> [EXERCISE] From the data below, retype exactly the lines starting with the one that contains "pub fn detect_matches(grid: &Grid)" and ending with the one that contains "if let Some(kind)", both included.

Stored data entries
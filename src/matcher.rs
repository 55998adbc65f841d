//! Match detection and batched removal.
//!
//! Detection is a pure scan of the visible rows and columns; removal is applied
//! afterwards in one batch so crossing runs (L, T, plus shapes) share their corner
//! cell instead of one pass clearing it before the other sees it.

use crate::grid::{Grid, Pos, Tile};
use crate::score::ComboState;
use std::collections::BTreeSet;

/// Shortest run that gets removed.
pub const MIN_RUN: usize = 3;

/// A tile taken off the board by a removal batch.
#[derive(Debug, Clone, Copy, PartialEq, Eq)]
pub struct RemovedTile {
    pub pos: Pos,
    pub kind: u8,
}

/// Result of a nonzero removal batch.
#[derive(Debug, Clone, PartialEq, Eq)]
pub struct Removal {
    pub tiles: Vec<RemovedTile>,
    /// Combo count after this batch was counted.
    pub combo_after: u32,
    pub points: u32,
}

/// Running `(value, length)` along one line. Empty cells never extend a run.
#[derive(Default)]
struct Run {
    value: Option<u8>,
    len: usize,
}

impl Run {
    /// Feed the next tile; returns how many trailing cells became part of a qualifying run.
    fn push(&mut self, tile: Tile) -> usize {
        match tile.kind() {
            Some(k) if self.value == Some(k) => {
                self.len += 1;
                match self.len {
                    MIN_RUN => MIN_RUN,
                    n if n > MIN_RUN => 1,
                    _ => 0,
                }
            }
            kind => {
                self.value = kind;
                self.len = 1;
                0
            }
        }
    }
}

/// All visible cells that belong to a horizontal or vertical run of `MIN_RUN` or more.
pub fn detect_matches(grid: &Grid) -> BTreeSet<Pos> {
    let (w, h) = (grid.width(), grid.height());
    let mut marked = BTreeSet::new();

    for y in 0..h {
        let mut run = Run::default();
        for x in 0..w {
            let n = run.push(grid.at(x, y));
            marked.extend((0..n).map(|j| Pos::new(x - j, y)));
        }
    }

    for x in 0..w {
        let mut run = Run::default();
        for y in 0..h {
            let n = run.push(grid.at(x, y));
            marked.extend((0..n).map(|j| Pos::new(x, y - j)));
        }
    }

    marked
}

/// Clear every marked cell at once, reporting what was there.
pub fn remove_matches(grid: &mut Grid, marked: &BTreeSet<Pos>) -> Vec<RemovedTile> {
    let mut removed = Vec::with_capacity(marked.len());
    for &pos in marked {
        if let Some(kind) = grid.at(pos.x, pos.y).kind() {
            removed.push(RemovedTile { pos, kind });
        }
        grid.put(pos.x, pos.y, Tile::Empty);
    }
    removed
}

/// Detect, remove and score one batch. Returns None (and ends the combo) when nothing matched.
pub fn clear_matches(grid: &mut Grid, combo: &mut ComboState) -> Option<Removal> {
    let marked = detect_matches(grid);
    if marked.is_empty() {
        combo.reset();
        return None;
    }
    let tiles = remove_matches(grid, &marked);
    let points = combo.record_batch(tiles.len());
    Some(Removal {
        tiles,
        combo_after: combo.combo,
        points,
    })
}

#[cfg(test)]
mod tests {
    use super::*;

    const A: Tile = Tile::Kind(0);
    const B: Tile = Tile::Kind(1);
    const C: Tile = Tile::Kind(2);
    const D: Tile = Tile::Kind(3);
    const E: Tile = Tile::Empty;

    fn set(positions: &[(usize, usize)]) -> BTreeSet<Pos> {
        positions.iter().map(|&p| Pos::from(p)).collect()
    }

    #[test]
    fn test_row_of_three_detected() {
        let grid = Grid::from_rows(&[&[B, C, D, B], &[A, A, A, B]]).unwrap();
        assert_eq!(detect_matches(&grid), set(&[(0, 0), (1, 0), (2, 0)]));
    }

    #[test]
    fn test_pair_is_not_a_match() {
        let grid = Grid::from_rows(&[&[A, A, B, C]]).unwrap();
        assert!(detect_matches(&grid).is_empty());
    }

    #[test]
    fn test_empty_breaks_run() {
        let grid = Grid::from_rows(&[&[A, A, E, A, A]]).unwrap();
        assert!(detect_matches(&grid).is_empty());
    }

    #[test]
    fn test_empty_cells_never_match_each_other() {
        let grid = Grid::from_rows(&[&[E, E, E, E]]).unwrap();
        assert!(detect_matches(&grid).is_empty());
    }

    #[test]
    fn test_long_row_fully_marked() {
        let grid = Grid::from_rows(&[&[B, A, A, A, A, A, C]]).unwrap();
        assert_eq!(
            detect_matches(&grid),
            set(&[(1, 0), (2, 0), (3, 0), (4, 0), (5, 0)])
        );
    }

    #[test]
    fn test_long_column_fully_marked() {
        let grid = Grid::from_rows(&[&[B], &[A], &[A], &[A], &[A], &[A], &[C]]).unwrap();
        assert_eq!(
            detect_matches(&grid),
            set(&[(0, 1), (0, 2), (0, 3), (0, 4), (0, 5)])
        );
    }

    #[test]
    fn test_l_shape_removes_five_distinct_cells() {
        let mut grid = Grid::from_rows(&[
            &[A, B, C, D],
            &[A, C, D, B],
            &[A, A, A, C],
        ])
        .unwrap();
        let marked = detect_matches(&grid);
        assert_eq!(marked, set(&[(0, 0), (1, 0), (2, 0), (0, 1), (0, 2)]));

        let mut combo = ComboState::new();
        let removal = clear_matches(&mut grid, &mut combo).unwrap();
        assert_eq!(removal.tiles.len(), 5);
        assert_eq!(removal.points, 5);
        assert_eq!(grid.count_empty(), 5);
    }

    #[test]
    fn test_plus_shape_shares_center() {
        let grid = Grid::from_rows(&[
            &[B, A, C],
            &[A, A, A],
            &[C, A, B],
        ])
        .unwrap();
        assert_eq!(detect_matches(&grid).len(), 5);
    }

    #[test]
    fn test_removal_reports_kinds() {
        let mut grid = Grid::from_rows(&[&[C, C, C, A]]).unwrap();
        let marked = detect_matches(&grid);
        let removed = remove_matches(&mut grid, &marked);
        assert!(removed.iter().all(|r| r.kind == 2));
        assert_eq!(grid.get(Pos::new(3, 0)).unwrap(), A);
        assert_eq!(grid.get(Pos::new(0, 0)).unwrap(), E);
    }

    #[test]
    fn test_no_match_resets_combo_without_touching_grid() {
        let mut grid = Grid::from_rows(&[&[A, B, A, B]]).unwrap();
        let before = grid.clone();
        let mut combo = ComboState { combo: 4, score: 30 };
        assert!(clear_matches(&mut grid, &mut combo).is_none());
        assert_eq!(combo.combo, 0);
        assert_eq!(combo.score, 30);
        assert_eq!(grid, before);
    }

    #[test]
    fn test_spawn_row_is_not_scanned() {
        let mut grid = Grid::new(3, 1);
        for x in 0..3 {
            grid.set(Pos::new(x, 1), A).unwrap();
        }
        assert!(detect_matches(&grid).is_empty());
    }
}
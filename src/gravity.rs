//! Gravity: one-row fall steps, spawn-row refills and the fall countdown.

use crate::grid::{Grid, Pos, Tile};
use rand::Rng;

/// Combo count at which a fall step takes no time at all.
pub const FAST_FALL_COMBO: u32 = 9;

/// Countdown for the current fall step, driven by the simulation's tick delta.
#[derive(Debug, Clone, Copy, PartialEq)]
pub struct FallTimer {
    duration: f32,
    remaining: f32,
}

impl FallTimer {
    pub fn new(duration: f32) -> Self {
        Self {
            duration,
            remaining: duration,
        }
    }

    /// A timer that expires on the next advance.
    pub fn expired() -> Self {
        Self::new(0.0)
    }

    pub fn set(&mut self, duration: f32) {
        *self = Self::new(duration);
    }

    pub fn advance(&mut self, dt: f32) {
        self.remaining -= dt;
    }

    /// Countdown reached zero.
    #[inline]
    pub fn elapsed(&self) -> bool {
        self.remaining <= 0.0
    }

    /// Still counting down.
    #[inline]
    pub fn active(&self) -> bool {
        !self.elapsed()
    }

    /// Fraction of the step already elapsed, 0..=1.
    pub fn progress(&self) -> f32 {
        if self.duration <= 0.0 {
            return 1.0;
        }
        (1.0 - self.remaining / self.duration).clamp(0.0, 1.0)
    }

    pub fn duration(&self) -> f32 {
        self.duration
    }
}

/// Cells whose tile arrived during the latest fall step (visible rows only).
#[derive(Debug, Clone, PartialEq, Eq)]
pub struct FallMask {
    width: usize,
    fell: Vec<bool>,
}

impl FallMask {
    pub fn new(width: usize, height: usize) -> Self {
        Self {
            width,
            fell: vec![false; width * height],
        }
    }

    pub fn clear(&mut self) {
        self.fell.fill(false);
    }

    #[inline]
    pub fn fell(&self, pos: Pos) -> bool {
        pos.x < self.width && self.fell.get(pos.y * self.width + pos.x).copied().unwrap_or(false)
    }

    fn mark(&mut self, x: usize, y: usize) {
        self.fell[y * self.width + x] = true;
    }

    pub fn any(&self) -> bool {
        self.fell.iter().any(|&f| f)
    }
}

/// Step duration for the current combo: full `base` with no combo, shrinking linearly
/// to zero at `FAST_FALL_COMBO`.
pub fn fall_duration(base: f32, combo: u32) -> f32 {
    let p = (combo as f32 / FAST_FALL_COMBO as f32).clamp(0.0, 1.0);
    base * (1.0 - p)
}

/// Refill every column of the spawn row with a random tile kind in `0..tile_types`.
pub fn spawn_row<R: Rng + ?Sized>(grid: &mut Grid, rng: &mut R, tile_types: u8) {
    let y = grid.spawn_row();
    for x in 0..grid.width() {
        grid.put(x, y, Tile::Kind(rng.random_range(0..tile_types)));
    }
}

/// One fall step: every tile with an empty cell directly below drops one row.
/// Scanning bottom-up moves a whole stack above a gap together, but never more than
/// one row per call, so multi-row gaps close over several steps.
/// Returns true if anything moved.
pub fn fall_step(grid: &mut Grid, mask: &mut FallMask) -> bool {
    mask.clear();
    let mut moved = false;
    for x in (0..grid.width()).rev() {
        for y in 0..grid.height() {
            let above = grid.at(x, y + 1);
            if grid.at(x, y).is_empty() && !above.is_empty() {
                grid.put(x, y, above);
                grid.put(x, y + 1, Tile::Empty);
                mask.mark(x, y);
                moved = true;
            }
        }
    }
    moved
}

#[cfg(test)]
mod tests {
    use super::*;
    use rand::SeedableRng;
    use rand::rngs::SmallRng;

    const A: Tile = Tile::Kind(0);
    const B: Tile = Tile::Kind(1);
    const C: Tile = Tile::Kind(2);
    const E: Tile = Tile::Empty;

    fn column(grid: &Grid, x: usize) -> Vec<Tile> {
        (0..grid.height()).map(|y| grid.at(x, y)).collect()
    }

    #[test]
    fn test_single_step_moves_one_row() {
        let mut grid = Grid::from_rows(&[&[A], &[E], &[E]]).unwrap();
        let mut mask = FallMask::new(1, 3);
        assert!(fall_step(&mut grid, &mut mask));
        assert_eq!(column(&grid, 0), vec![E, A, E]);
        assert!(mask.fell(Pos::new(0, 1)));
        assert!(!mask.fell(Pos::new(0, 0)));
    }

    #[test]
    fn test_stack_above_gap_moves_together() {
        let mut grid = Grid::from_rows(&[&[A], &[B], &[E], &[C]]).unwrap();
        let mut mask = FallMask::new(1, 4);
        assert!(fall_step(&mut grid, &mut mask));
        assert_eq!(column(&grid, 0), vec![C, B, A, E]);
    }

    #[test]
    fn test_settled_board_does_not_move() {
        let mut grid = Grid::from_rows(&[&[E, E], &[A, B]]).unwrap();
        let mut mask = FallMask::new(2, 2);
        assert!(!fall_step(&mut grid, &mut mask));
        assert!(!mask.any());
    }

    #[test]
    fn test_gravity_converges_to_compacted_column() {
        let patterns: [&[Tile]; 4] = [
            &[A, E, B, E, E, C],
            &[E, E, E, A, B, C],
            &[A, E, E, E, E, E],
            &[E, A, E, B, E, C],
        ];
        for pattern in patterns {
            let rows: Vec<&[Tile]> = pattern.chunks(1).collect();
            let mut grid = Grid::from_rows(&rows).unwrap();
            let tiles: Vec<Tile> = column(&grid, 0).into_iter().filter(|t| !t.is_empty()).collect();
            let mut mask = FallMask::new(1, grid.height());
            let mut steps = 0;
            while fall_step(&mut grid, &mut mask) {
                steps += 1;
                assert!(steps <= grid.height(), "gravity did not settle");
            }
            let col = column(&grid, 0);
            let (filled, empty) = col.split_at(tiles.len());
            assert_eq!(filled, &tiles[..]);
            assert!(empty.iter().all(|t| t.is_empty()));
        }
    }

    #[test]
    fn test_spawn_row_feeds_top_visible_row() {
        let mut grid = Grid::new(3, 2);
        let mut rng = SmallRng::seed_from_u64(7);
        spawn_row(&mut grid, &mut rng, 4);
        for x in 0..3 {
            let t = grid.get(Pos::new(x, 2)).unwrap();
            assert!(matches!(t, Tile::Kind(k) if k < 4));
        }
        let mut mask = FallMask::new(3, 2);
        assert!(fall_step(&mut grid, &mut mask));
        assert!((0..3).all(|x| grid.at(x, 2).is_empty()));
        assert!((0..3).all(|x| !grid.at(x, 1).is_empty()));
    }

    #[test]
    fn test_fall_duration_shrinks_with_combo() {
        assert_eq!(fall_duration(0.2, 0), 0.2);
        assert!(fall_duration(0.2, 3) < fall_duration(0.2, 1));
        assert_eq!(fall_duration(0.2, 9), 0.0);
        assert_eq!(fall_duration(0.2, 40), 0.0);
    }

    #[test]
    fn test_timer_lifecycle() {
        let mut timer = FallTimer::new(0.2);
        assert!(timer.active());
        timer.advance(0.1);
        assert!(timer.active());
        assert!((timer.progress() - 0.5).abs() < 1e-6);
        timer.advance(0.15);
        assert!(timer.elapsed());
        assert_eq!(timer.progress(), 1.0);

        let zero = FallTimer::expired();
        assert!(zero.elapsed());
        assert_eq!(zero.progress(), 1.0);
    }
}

> [RESPONSE TO THIS TASK]
pub fn detect_matches(grid: &Grid) -> BTreeSet<Pos> {
    let (w, h) = (grid.width(), grid.height());
    let mut marked = BTreeSet::new();

    for y in 0..h {
        let mut run = Run::default();
        for x in 0..w {
            let n = run.push(grid.at(x, y));
            marked.extend((0..n).map(|j| Pos::new(x - j, y)));
        }
    }

    for x in 0..w {
        let mut run = Run::default();
        for y in 0..h {
            let n = run.push(grid.at(x, y));
            marked.extend((0..n).map(|j| Pos::new(x, y - j)));
        }
    }

    marked
}

/// Clear every marked cell at once, reporting what was there.
pub fn remove_matches(grid: &mut Grid, marked: &BTreeSet<Pos>) -> Vec<RemovedTile> {
    let mut removed = Vec::with_capacity(marked.len());
    for &pos in marked {
        if let Some(kind) = grid.at(pos.x, pos.y).kind() {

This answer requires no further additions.